- [Exercise aim]: Count every line below that holds the word "impl", and give the number with no other words.

- [Information shown]:
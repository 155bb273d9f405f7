/// Video operations: publish, owner-gated mutation, and the public paginated
/// listing. Media bytes never pass through here; the engine only stores blob
/// locators and hands them to the media store collaborator on delete.
use std::sync::Arc;

use chrono::Utc;
use uuid::Uuid;

use crate::domain::models::{NewVideo, Video, VideoListQuery, VideoPage, VideoUpdate};
use crate::error::{ServiceError, ServiceResult};
use crate::repository::traits::{MediaStore, UserStore, VideoStore};
use crate::services::ownership::ensure_owner;

#[derive(Clone)]
pub struct VideoService {
    videos: Arc<dyn VideoStore>,
    users: Arc<dyn UserStore>,
    media: Arc<dyn MediaStore>,
}

impl VideoService {
    pub fn new(
        videos: Arc<dyn VideoStore>,
        users: Arc<dyn UserStore>,
        media: Arc<dyn MediaStore>,
    ) -> Self {
        Self {
            videos,
            users,
            media,
        }
    }

    async fn require_video(&self, video_id: Uuid) -> ServiceResult<Video> {
        self.videos
            .find_video(video_id)
            .await?
            .ok_or_else(|| ServiceError::NotFound(format!("video {video_id} not found")))
    }

    /// Publish a new video owned by the actor.
    pub async fn publish(&self, actor_id: Uuid, new_video: NewVideo) -> ServiceResult<Video> {
        if new_video.title.trim().is_empty() && new_video.description.trim().is_empty() {
            return Err(ServiceError::InvalidInput(
                "title or description is required".into(),
            ));
        }

        let now = Utc::now();
        let video = Video {
            id: Uuid::new_v4(),
            owner_id: actor_id,
            title: new_video.title,
            description: new_video.description,
            video_file: new_video.video_file,
            thumbnail: new_video.thumbnail,
            duration: new_video.duration,
            views: 0,
            is_published: true,
            created_at: now,
            updated_at: now,
        };
        self.videos.insert_video(&video).await?;
        tracing::info!(video = %video.id, owner = %actor_id, "video published");

        Ok(video)
    }

    pub async fn get(&self, video_id: Uuid) -> ServiceResult<Video> {
        self.require_video(video_id).await
    }

    /// Bump the monotonic view counter.
    pub async fn record_view(&self, video_id: Uuid) -> ServiceResult<()> {
        self.require_video(video_id).await?;
        self.videos.record_view(video_id).await
    }

    /// Owner-gated update of title, description and thumbnail.
    pub async fn update(
        &self,
        actor_id: Uuid,
        video_id: Uuid,
        update: VideoUpdate,
    ) -> ServiceResult<Video> {
        let mut video = self.require_video(video_id).await?;
        ensure_owner(actor_id, &video)?;

        if let Some(title) = update.title {
            video.title = title;
        }
        if let Some(description) = update.description {
            video.description = description;
        }
        if let Some(thumbnail) = update.thumbnail {
            // the superseded thumbnail is blob-store garbage now
            self.media.delete_asset(&video.thumbnail).await?;
            video.thumbnail = thumbnail;
        }
        video.updated_at = Utc::now();
        self.videos.update_video(&video).await?;

        Ok(video)
    }

    /// Owner-gated delete; blob locators are released first.
    pub async fn delete(&self, actor_id: Uuid, video_id: Uuid) -> ServiceResult<()> {
        let video = self.require_video(video_id).await?;
        ensure_owner(actor_id, &video)?;

        self.media.delete_asset(&video.video_file).await?;
        self.media.delete_asset(&video.thumbnail).await?;
        self.videos.delete_video(video_id).await?;
        tracing::info!(video = %video_id, owner = %actor_id, "video deleted");

        Ok(())
    }

    /// Owner-gated flip of the publish flag.
    pub async fn toggle_publish(&self, actor_id: Uuid, video_id: Uuid) -> ServiceResult<Video> {
        let mut video = self.require_video(video_id).await?;
        ensure_owner(actor_id, &video)?;

        video.is_published = !video.is_published;
        video.updated_at = Utc::now();
        self.videos.update_video(&video).await?;

        Ok(video)
    }

    /// Public paginated listing of a channel's videos by handle.
    ///
    /// `next_page` is always `page + 1`; callers detect exhaustion by an
    /// empty page.
    pub async fn list_for_channel(
        &self,
        username: &str,
        query: VideoListQuery,
    ) -> ServiceResult<VideoPage> {
        let owner = self
            .users
            .find_user_by_username(username)
            .await?
            .ok_or_else(|| ServiceError::NotFound(format!("user '{username}' not found")))?;

        let videos = self
            .videos
            .videos_page(
                owner.id,
                query.sort_by,
                query.direction,
                query.offset(),
                i64::from(query.limit),
            )
            .await?;

        Ok(VideoPage {
            length: videos.len(),
            next_page: query.page + 1,
            videos,
        })
    }
}

#[cfg(test)]
mod tests {
    use super::*;
    use crate::domain::models::User;
    use crate::repository::memory::MemoryStore;
    use crate::repository::traits::NoopMediaStore;
    use async_trait::async_trait;
    use std::sync::Mutex;

    /// MediaStore double that records every locator it is asked to delete.
    #[derive(Default)]
    struct RecordingMediaStore {
        deleted: Mutex<Vec<String>>,
    }

    #[async_trait]
    impl MediaStore for RecordingMediaStore {
        async fn delete_asset(&self, locator: &str) -> ServiceResult<()> {
            self.deleted.lock().unwrap().push(locator.to_string());
            Ok(())
        }
    }

    fn user(username: &str) -> User {
        User {
            id: Uuid::new_v4(),
            username: username.into(),
            full_name: username.to_uppercase(),
            avatar: None,
            created_at: Utc::now(),
        }
    }

    fn new_video(title: &str) -> NewVideo {
        NewVideo {
            title: title.into(),
            description: "desc".into(),
            video_file: format!("blob://{title}/file"),
            thumbnail: format!("blob://{title}/thumb"),
            duration: 12.5,
        }
    }

    fn service(store: Arc<MemoryStore>) -> VideoService {
        VideoService::new(store.clone(), store, Arc::new(NoopMediaStore))
    }

    #[tokio::test]
    async fn publish_rejects_blank_metadata() {
        let svc = service(Arc::new(MemoryStore::new()));
        let mut blank = new_video("");
        blank.description = "  ".into();

        let err = svc.publish(Uuid::new_v4(), blank).await.unwrap_err();
        assert!(matches!(err, ServiceError::InvalidInput(_)));
    }

    #[tokio::test]
    async fn update_requires_ownership() {
        let store = Arc::new(MemoryStore::new());
        let svc = service(store);
        let owner = Uuid::new_v4();
        let video = svc.publish(owner, new_video("mine")).await.unwrap();

        let update = VideoUpdate {
            title: Some("stolen".into()),
            ..Default::default()
        };
        let err = svc
            .update(Uuid::new_v4(), video.id, update)
            .await
            .unwrap_err();
        assert!(err.is_unauthorized());

        // NotFound takes precedence over Unauthorized
        let err = svc
            .update(Uuid::new_v4(), Uuid::new_v4(), VideoUpdate::default())
            .await
            .unwrap_err();
        assert!(err.is_not_found());
    }

    #[tokio::test]
    async fn delete_releases_blob_locators() {
        let store = Arc::new(MemoryStore::new());
        let media = Arc::new(RecordingMediaStore::default());
        let svc = VideoService::new(store.clone(), store.clone(), media.clone());

        let owner = Uuid::new_v4();
        let video = svc.publish(owner, new_video("gone")).await.unwrap();

        svc.delete(owner, video.id).await.unwrap();

        assert!(store.find_video(video.id).await.unwrap().is_none());
        let deleted = media.deleted.lock().unwrap();
        assert_eq!(*deleted, vec![video.video_file, video.thumbnail]);
    }

    #[tokio::test]
    async fn delete_by_non_owner_leaves_everything_in_place() {
        let store = Arc::new(MemoryStore::new());
        let media = Arc::new(RecordingMediaStore::default());
        let svc = VideoService::new(store.clone(), store.clone(), media.clone());

        let video = svc
            .publish(Uuid::new_v4(), new_video("keep"))
            .await
            .unwrap();

        let err = svc.delete(Uuid::new_v4(), video.id).await.unwrap_err();
        assert!(err.is_unauthorized());
        assert!(store.find_video(video.id).await.unwrap().is_some());
        assert!(media.deleted.lock().unwrap().is_empty());
    }

    #[tokio::test]
    async fn toggle_publish_flips_the_flag() {
        let store = Arc::new(MemoryStore::new());
        let svc = service(store);
        let owner = Uuid::new_v4();
        let video = svc.publish(owner, new_video("flag")).await.unwrap();
        assert!(video.is_published);

        let video = svc.toggle_publish(owner, video.id).await.unwrap();
        assert!(!video.is_published);
        let video = svc.toggle_publish(owner, video.id).await.unwrap();
        assert!(video.is_published);
    }

    #[tokio::test]
    async fn listing_for_unknown_handle_is_not_found() {
        let store = Arc::new(MemoryStore::new());
        let svc = service(store);

        let err = svc
            .list_for_channel("ghost", VideoListQuery::default())
            .await
            .unwrap_err();
        assert!(err.is_not_found());
    }

    #[tokio::test]
    async fn empty_page_still_advances_next_page() {
        let store = Arc::new(MemoryStore::new());
        let channel = user("alice");
        store.insert_user(&channel).await.unwrap();
        let svc = service(store);

        let query = VideoListQuery {
            page: 3,
            ..Default::default()
        };
        let page = svc.list_for_channel("alice", query).await.unwrap();
        assert!(page.videos.is_empty());
        assert_eq!(page.length, 0);
        assert_eq!(page.next_page, 4);
    }
}
pub mod models;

- [Task result]: 2